Everything from the line containing "use dpmix::sampler::GammaPriorConcentration;" through the line containing "fn posterior_moments() ->" in the listing below should be copied exactly, and nothing more.

#### Exercise data:
□ □ □ □ □ □ □

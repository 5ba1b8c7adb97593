//! Posterior inference for Dirichlet process mixture models by Markov chain
//! Monte Carlo.
//!
//! A chain is made of four kinds of update, run in a fixed order every sweep:
//!
//! 1. the concentration parameter, α ([`sampler::GammaPriorConcentration`]),
//! 2. the partition of the items into clusters ([`sampler::partition`]),
//! 3. the parameter value ("atom") of every cluster ([`sampler::atom`]),
//! 4. optionally, hyperparameters shared by every cluster
//!    ([`sampler::global`]).
//!
//! [`sampler::DirichletProcessSampler`] drives the sweeps and pushes a
//! [`trace::Snapshot`] to a [`trace::Trace`] sink after each one.
//!
//! # Example
//!
//! Cluster binomial observations under a Beta(1, 1) base measure.
//!
//! ```
//! use dpmix::prelude::*;
//!
//! let data: Vec<BinomialDatum> = [1, 2, 1, 18, 19, 17]
//!     .iter()
//!     .map(|&x| BinomialDatum::new(x, 20))
//!     .collect();
//!
//! let config = DpConfig::default().with_seed(1337);
//! let mut rng = config.rng();
//!
//! let mut sampler = DirichletProcessSampler::new(
//!     Binomial,
//!     Beta::uniform(),
//!     AuxiliaryGibbs::default(),
//!     ConjugateAtomSampler,
//!     config,
//! )
//! .unwrap();
//!
//! let mut trace = MemoryTrace::new();
//! sampler.run(&data, &mut trace, 200, &mut rng).unwrap();
//!
//! assert_eq!(trace.len(), 200);
//! ```
#![warn(clippy::all, clippy::imprecise_flops, clippy::suboptimal_flops)]

pub mod cache;
pub mod consts;
pub mod data;
pub mod dist;
pub mod misc;
pub mod prelude;
pub mod result;
pub mod sampler;
pub mod trace;
pub mod traits;
pub mod vector;

#[macro_export]
macro_rules! impl_display {
    ($kind: ty) => {
        impl ::std::fmt::Display for $kind {
            fn fmt(&self, f: &mut ::std::fmt::Formatter) -> ::std::fmt::Result {
                write!(f, "{}", String::from(self))
            }
        }
    };
}
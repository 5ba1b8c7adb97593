//! Numerical utilities and random variates
mod func;
mod quad;
pub mod rvs;

pub use func::*;
pub use quad::*;
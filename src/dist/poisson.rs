//! Poisson likelihood over counts
#[cfg(feature = "serde1")]
use serde::{Deserialize, Serialize};

use crate::misc::xlogy;
use crate::traits::Density;
use special::Gamma as _;

/// [Poisson](https://en.wikipedia.org/wiki/Poisson_distribution) likelihood
/// of a count given the rate λ of the cluster.
///
/// # Example
///
/// ```rust
/// use dpmix::dist::Poisson;
/// use dpmix::traits::Density;
///
/// // P(x = 0 | λ = 2) = e^-2
/// assert!((Poisson.ln_f(&0, &2.0) + 2.0).abs() < 1E-12);
/// ```
#[derive(Debug, Clone, Copy, PartialEq, Eq, Default)]
#[cfg_attr(feature = "serde1", derive(Serialize, Deserialize))]
pub struct Poisson;

impl Density<u32, f64> for Poisson {
    fn ln_f(&self, x: &u32, rate: &f64) -> f64 {
        if rate.is_nan() || *rate < 0.0 {
            return f64::NEG_INFINITY;
        }
        let k = f64::from(*x);
        xlogy(k, *rate) - rate - (k + 1.0).ln_gamma().0
    }
}
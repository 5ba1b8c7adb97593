use dpmix::misc::SimpsonsRule;
use dpmix::sampler::GammaPriorConcentration;
use rand::SeedableRng;
use rand_xoshiro::Xoshiro256Plus;
use special::Gamma as _;

const N_ITEMS: usize = 100;
const N_CLUSTERS: usize = 1;

// ln p(α | k = 1, n = 100) up to a constant, under a Gamma(1, 1) prior
fn ln_posterior(alpha: f64) -> f64 {
    -alpha + (alpha + 1.0).ln_gamma().0
        - (alpha + N_ITEMS as f64).ln_gamma().0
}

fn posterior_moments() -> (f64, f64) {
    let quad = SimpsonsRule::new(0.0, 20.0, 4_000).unwrap();
    let ln_z = quad.log_integrate(ln_posterior);
    let mean = quad.integrate(|a| a * (ln_posterior(a) - ln_z).exp());
    let second = quad.integrate(|a| a * a * (ln_posterior(a) - ln_z).exp());
    (mean, second - mean * mean)
}

#[test]
fn chain_matches_exact_posterior_moments() {
    let mut rng = Xoshiro256Plus::seed_from_u64(0x00C0_FFEE);
    let sampler = GammaPriorConcentration::new(1.0, 1.0).unwrap();

    let n_burn = 1_000;
    let n_draws = 100_000;
    let mut alpha = 1.0;
    for _ in 0..n_burn {
        alpha = sampler.sample(alpha, N_CLUSTERS, N_ITEMS, &mut rng);
    }

    let draws: Vec<f64> = (0..n_draws)
        .map(|_| {
            alpha = sampler.sample(alpha, N_CLUSTERS, N_ITEMS, &mut rng);
            alpha
        })
        .collect();

    let n = n_draws as f64;
    let mean = draws.iter().sum::<f64>() / n;
    let var = draws.iter().map(|a| (a - mean).powi(2)).sum::<f64>() / n;

    let (true_mean, true_var) = posterior_moments();
    assert!(true_mean > 0.0 && true_var > 0.0);
    assert::close(mean, true_mean, 0.05 * true_mean);
    assert::close(var, true_var, 0.1 * true_var);
}

#[test]
fn more_clusters_pull_alpha_up() {
    let mut rng = Xoshiro256Plus::seed_from_u64(17);
    let sampler = GammaPriorConcentration::new(1.0, 1.0).unwrap();

    let mean_for = |k: usize, rng: &mut Xoshiro256Plus| {
        let mut alpha = 1.0;
        let n = 20_000;
        (0..n)
            .map(|_| {
                alpha = sampler.sample(alpha, k, N_ITEMS, rng);
                alpha
            })
            .sum::<f64>()
            / n as f64
    };

    let few = mean_for(2, &mut rng);
    let many = mean_for(20, &mut rng);
    assert!(many > 3.0 * few);
}
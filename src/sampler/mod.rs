//! Markov chain transition kernels and the driver that strings them together
pub mod atom;
mod concentration;
mod config;
mod dp;
pub mod global;
pub mod partition;

pub use atom::{AtomSampler, ConjugateAtomSampler, MetropolisAtomSampler};
pub use concentration::{ConcentrationError, GammaPriorConcentration};
pub use config::{ConcentrationPrior, ConfigError, DpConfig, InitStrategy};
pub use dp::{ChainState, DirichletProcessSampler};
pub use global::{
    GlobalParameterSampler, MetropolisGlobalSampler, NoGlobalUpdate,
};
pub use partition::{
    AuxiliaryGibbs, MarginalGibbs, MetropolisGibbs, MoveKind, PartitionSampler,
    PartitionSamplerError, SplitMerge, SplitMergeGibbs, SplitMergeMove,
};
//! Errors raised by the chain driver
use thiserror::Error;

use crate::data::PartitionError;
use crate::sampler::ConfigError;
use crate::trace::TraceError;

pub type Result<T> = std::result::Result<T, DpError>;

#[derive(Debug, Error)]
pub enum DpError {
    /// There are no observations to cluster
    #[error("cannot run a chain on empty data")]
    EmptyData,
    /// The partition covers a different number of items than the data
    #[error("partition has {n_items} items but there are {n_data} data")]
    PartitionSizeMismatch { n_items: usize, n_data: usize },
    /// The partition is malformed
    #[error("invalid partition: {0}")]
    Partition(#[from] PartitionError),
    /// The concentration parameter is not positive and finite
    #[error("alpha must be positive and finite, got {alpha}")]
    InvalidAlpha { alpha: f64 },
    /// A snapshot does not carry one parameter value per label
    #[error("{n_labels} labels but {n_params} parameter values")]
    LabelLengthMismatch { n_labels: usize, n_params: usize },
    #[error("invalid configuration: {0}")]
    Config(#[from] ConfigError),
    /// The trace sink rejected a snapshot. The chain state is still valid.
    #[error("trace sink failed: {0}")]
    Trace(#[from] TraceError),
}
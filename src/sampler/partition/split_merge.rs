#[cfg(feature = "serde1")]
use serde::{Deserialize, Serialize};

use log::debug;
use rand::seq::SliceRandom;
use rand::Rng;
use std::f64::consts::LN_2;

use super::{AuxiliaryGibbs, PartitionSampler, PartitionSamplerError};
use crate::data::Partition;
use crate::misc::rvs::draw_uniform;
use crate::misc::{ln_crp, logaddexp};
use crate::traits::{BaseMeasure, Density, Proposal};

/// Whether a split-merge proposal splits one cluster or merges two
#[derive(Debug, Clone, Copy, PartialEq, Eq, Hash)]
#[cfg_attr(feature = "serde1", derive(Serialize, Deserialize))]
#[cfg_attr(feature = "serde1", serde(rename_all = "snake_case"))]
pub enum MoveKind {
    Split,
    Merge,
}

/// A proposed partition and its log Metropolis-Hastings acceptance ratio
#[derive(Debug, Clone)]
pub struct SplitMergeMove<P> {
    /// The partition after the move
    pub candidate: Partition<P>,
    /// Log acceptance ratio of moving to `candidate`
    pub ln_ratio: f64,
    pub kind: MoveKind,
}

/// Sequential-allocation split-merge for non-conjugate models (Dahl 2003;
/// Jain & Neal 2004).
///
/// Two distinct anchor items `i` and `j` are chosen uniformly. If they
/// share a cluster, the cluster is split: `i` keeps the current value, `j`
/// opens a new cluster whose value is drawn from `proposal` given `i`'s,
/// and the remaining members are allocated one at a time, in random order,
/// in proportion to sub-cluster size times likelihood. If they are in
/// different clusters, `j`'s cluster is merged into `i`'s and its value
/// dropped; the reverse split is scored by replaying the allocation against
/// the known assignment.
///
/// Only the two affected clusters change, so a move is cheap, but it mixes
/// slowly over the cluster values. See [`SplitMergeGibbs`] for the usual
/// pairing with a local sampler.
#[derive(Debug, Clone, PartialEq)]
#[cfg_attr(feature = "serde1", derive(Serialize, Deserialize))]
pub struct SplitMerge<Q> {
    proposal: Q,
}

/// Sub-cluster choices, `true` for `j`'s side, and their log probability
struct Allocation {
    to_j: Vec<bool>,
    ln_q: f64,
}

fn allocate<X, P, D, R>(
    data: &[X],
    items: &[usize],
    (value_i, value_j): (&P, &P),
    density: &D,
    known: Option<&[bool]>,
    rng: &mut R,
) -> Allocation
where
    D: Density<X, P>,
    R: Rng,
{
    let mut n_i: f64 = 1.0;
    let mut n_j: f64 = 1.0;
    let mut ln_q = 0.0;
    let mut to_j = Vec::with_capacity(items.len());

    for (k, &item) in items.iter().enumerate() {
        let x = &data[item];
        let lw_i = n_i.ln() + density.ln_f(x, value_i);
        let lw_j = n_j.ln() + density.ln_f(x, value_j);
        let z = logaddexp(lw_i, lw_j);
        let (ln_pi, ln_pj) = if z == f64::NEG_INFINITY {
            (-LN_2, -LN_2)
        } else {
            (lw_i - z, lw_j - z)
        };

        let joins_j = match known {
            Some(known) => known[k],
            None => draw_uniform(rng).ln() < ln_pj,
        };
        if joins_j {
            n_j += 1.0;
            ln_q += ln_pj;
        } else {
            n_i += 1.0;
            ln_q += ln_pi;
        }
        to_j.push(joins_j);
    }
    Allocation { to_j, ln_q }
}

fn owner_of<P>(partition: &Partition<P>, item: usize) -> usize {
    partition
        .cell_of(item)
        .unwrap_or_else(|| panic!("item {item} is not assigned"))
}

impl<Q> SplitMerge<Q> {
    /// Create a split-merge kernel drawing new cluster values from
    /// `proposal`
    pub fn new(proposal: Q) -> Self {
        SplitMerge { proposal }
    }

    pub fn proposal(&self) -> &Q {
        &self.proposal
    }

    /// Build the split or merge move anchored on items `i` and `j`.
    ///
    /// The current partition is left untouched.
    ///
    /// # Panics
    ///
    /// Panics if `i == j` or either item is unassigned.
    #[allow(clippy::too_many_arguments)]
    pub fn propose<X, P, D, B, R>(
        &self,
        data: &[X],
        partition: &Partition<P>,
        i: usize,
        j: usize,
        alpha: f64,
        density: &D,
        base: &B,
        rng: &mut R,
    ) -> SplitMergeMove<P>
    where
        D: Density<X, P>,
        B: BaseMeasure<P>,
        Q: Proposal<P>,
        R: Rng,
    {
        assert_ne!(i, j, "split-merge anchors must be distinct");
        let ci = owner_of(partition, i);
        let cj = owner_of(partition, j);
        if ci == cj {
            self.propose_split(data, partition, (i, j), ci, alpha, density, base, rng)
        } else {
            self.propose_merge(
                data,
                partition,
                (i, j),
                (ci, cj),
                alpha,
                density,
                base,
                rng,
            )
        }
    }

    #[allow(clippy::too_many_arguments)]
    fn propose_split<X, P, D, B, R>(
        &self,
        data: &[X],
        partition: &Partition<P>,
        (i, j): (usize, usize),
        ci: usize,
        alpha: f64,
        density: &D,
        base: &B,
        rng: &mut R,
    ) -> SplitMergeMove<P>
    where
        D: Density<X, P>,
        B: BaseMeasure<P>,
        Q: Proposal<P>,
        R: Rng,
    {
        let cell = partition.cell(ci);
        let value_i = cell.value_arc();
        let mut members: Vec<usize> = cell
            .items()
            .iter()
            .copied()
            .filter(|&k| k != i && k != j)
            .collect();
        members.shuffle(rng);

        let value_j = self.proposal.draw(&value_i, rng);
        let alloc = allocate(
            data,
            &members,
            (&*value_i, &value_j),
            density,
            None,
            rng,
        );
        let ln_q_fwd = alloc.ln_q + self.proposal.ln_f(&value_j, &value_i);
        let ln_prior_j = base.ln_f(&value_j);

        let mut candidate = partition.clone();
        let cj = candidate.add_cell(value_j);
        candidate.remove_item(j, ci);
        candidate.add_item(j, cj);
        members
            .iter()
            .zip(alloc.to_j.iter())
            .filter(|&(_, &to_j)| to_j)
            .for_each(|(&item, _)| {
                candidate.remove_item(item, ci);
                candidate.add_item(item, cj);
            });

        let ll_cur = density.ln_f_items(data, cell.items(), &value_i);
        let ll_new = density.ln_f_items(data, candidate.cell(ci).items(), &value_i)
            + density.ln_f_items(
                data,
                candidate.cell(cj).items(),
                candidate.value(cj),
            );
        let ln_crp_delta =
            ln_crp(&candidate.counts(), alpha) - ln_crp(&partition.counts(), alpha);

        SplitMergeMove {
            candidate,
            ln_ratio: ll_new - ll_cur + ln_crp_delta + ln_prior_j - ln_q_fwd,
            kind: MoveKind::Split,
        }
    }

    #[allow(clippy::too_many_arguments)]
    fn propose_merge<X, P, D, B, R>(
        &self,
        data: &[X],
        partition: &Partition<P>,
        (i, j): (usize, usize),
        (ci, cj): (usize, usize),
        alpha: f64,
        density: &D,
        base: &B,
        rng: &mut R,
    ) -> SplitMergeMove<P>
    where
        D: Density<X, P>,
        B: BaseMeasure<P>,
        Q: Proposal<P>,
        R: Rng,
    {
        let cell_i = partition.cell(ci);
        let cell_j = partition.cell(cj);
        let value_i = cell_i.value_arc();
        let value_j = cell_j.value_arc();

        let mut members: Vec<usize> = cell_i
            .items()
            .iter()
            .chain(cell_j.items().iter())
            .copied()
            .filter(|&k| k != i && k != j)
            .collect();
        members.shuffle(rng);
        let known: Vec<bool> = members
            .iter()
            .map(|&item| partition.cell_of(item) == Some(cj))
            .collect();

        // Probability that the reverse split lands exactly here
        let alloc = allocate(
            data,
            &members,
            (&*value_i, &*value_j),
            density,
            Some(&known),
            rng,
        );
        let ln_q_rev = alloc.ln_q + self.proposal.ln_f(&value_j, &value_i);

        let mut candidate = partition.clone();
        cell_j.items().iter().for_each(|&item| {
            candidate.remove_item(item, cj);
            candidate.add_item(item, ci);
        });
        candidate.remove_cell(cj);
        let merged = if cj < ci { ci - 1 } else { ci };

        let ll_cur = density.ln_f_items(data, cell_i.items(), &value_i)
            + density.ln_f_items(data, cell_j.items(), &value_j);
        let ll_new =
            density.ln_f_items(data, candidate.cell(merged).items(), &value_i);
        let ln_crp_delta =
            ln_crp(&candidate.counts(), alpha) - ln_crp(&partition.counts(), alpha);

        SplitMergeMove {
            candidate,
            ln_ratio: ll_new - ll_cur + ln_crp_delta - base.ln_f(&value_j)
                + ln_q_rev,
            kind: MoveKind::Merge,
        }
    }
}

impl<X, P, D, B, Q> PartitionSampler<X, P, D, B> for SplitMerge<Q>
where
    D: Density<X, P>,
    B: BaseMeasure<P>,
    Q: Proposal<P>,
{
    fn sample<R: Rng>(
        &mut self,
        data: &[X],
        partition: &mut Partition<P>,
        alpha: f64,
        density: &D,
        base: &B,
        rng: &mut R,
    ) {
        let n = data.len();
        if n < 2 {
            return;
        }
        partition.remove_empty_cells();

        let i = rng.gen_range(0..n);
        let j = {
            let j = rng.gen_range(0..n - 1);
            if j >= i {
                j + 1
            } else {
                j
            }
        };

        let mv = self.propose(data, partition, i, j, alpha, density, base, rng);
        if mv.ln_ratio >= draw_uniform(rng).ln() {
            debug!(
                "accepted {:?} anchored on items {i} and {j}: {} -> {} clusters",
                mv.kind,
                partition.n_cells(),
                mv.candidate.n_cells()
            );
            *partition = mv.candidate;
        }
    }
}

/// With probability `rho` a [`SplitMerge`] move, otherwise an
/// [`AuxiliaryGibbs`] sweep.
///
/// # Example
///
/// ```rust
/// use dpmix::dist::{Beta, PriorProposal};
/// use dpmix::sampler::{AuxiliaryGibbs, SplitMerge, SplitMergeGibbs};
///
/// let split_merge = SplitMerge::new(PriorProposal::new(Beta::uniform()));
/// let kernel = SplitMergeGibbs::new(split_merge.clone(), AuxiliaryGibbs::default(), 0.3);
/// assert!(kernel.is_ok());
///
/// let kernel = SplitMergeGibbs::new(split_merge, AuxiliaryGibbs::default(), 1.5);
/// assert!(kernel.is_err());
/// ```
#[derive(Debug, Clone, PartialEq)]
#[cfg_attr(feature = "serde1", derive(Serialize, Deserialize))]
#[cfg_attr(feature = "serde1", serde(rename_all = "snake_case"))]
pub struct SplitMergeGibbs<Q> {
    split_merge: SplitMerge<Q>,
    gibbs: AuxiliaryGibbs,
    rho: f64,
}

impl<Q> SplitMergeGibbs<Q> {
    pub fn new(
        split_merge: SplitMerge<Q>,
        gibbs: AuxiliaryGibbs,
        rho: f64,
    ) -> Result<Self, PartitionSamplerError> {
        if (0.0..=1.0).contains(&rho) {
            Ok(SplitMergeGibbs {
                split_merge,
                gibbs,
                rho,
            })
        } else {
            Err(PartitionSamplerError::RhoOutOfRange { rho })
        }
    }

    /// Probability of a split-merge move
    pub fn rho(&self) -> f64 {
        self.rho
    }
}

impl<X, P, D, B, Q> PartitionSampler<X, P, D, B> for SplitMergeGibbs<Q>
where
    D: Density<X, P>,
    B: BaseMeasure<P>,
    Q: Proposal<P>,
{
    fn sample<R: Rng>(
        &mut self,
        data: &[X],
        partition: &mut Partition<P>,
        alpha: f64,
        density: &D,
        base: &B,
        rng: &mut R,
    ) {
        if draw_uniform(rng) < self.rho {
            self.split_merge
                .sample(data, partition, alpha, density, base, rng);
        } else {
            self.gibbs.sample(data, partition, alpha, density, base, rng);
        }
    }
}
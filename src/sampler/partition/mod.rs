//! Reassignment of items to clusters given α and the cluster values
//!
//! Every kernel weights an existing cluster by its size times the
//! likelihood of the item, and a new cluster by α times the likelihood
//! under a fresh value (or the prior predictive). Weights are normalized in
//! log space.
use rand::Rng;
use thiserror::Error;

use crate::data::Partition;

mod auxiliary;
mod gibbs;
mod metropolis;
mod split_merge;

pub use auxiliary::AuxiliaryGibbs;
pub use gibbs::MarginalGibbs;
pub use metropolis::MetropolisGibbs;
pub use split_merge::{MoveKind, SplitMerge, SplitMergeGibbs, SplitMergeMove};

/// Resamples the assignment of items to cells.
///
/// On return every item belongs to exactly one non-empty cell.
pub trait PartitionSampler<X, P, D, B> {
    fn sample<R: Rng>(
        &mut self,
        data: &[X],
        partition: &mut Partition<P>,
        alpha: f64,
        density: &D,
        base: &B,
        rng: &mut R,
    );
}

#[derive(Debug, Clone, PartialEq, Error)]
pub enum PartitionSamplerError {
    /// The auxiliary sampler needs at least one empty candidate cluster
    #[error("the number of auxiliary clusters must be at least one")]
    NoAuxiliaryClusters,
    /// A mixing probability outside [0, 1]
    #[error("split-merge probability must be in [0, 1], got {rho}")]
    RhoOutOfRange { rho: f64 },
}

/// A fresh uniformly random visiting order of `n` items
fn shuffled_items<R: Rng>(n: usize, rng: &mut R) -> Vec<usize> {
    use rand::seq::SliceRandom;

    let mut items: Vec<usize> = (0..n).collect();
    items.shuffle(rng);
    items
}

□ □ □ □ □ □ □

#### Problem solution:
use dpmix::sampler::GammaPriorConcentration;
use rand::SeedableRng;
use rand_xoshiro::Xoshiro256Plus;
use special::Gamma as _;

const N_ITEMS: usize = 100;
const N_CLUSTERS: usize = 1;

// ln p(α | k = 1, n = 100) up to a constant, under a Gamma(1, 1) prior
fn ln_posterior(alpha: f64) -> f64 {
    -alpha + (alpha + 1.0).ln_gamma().0
        - (alpha + N_ITEMS as f64).ln_gamma().0
}

fn posterior_moments() -> (f64, f64) {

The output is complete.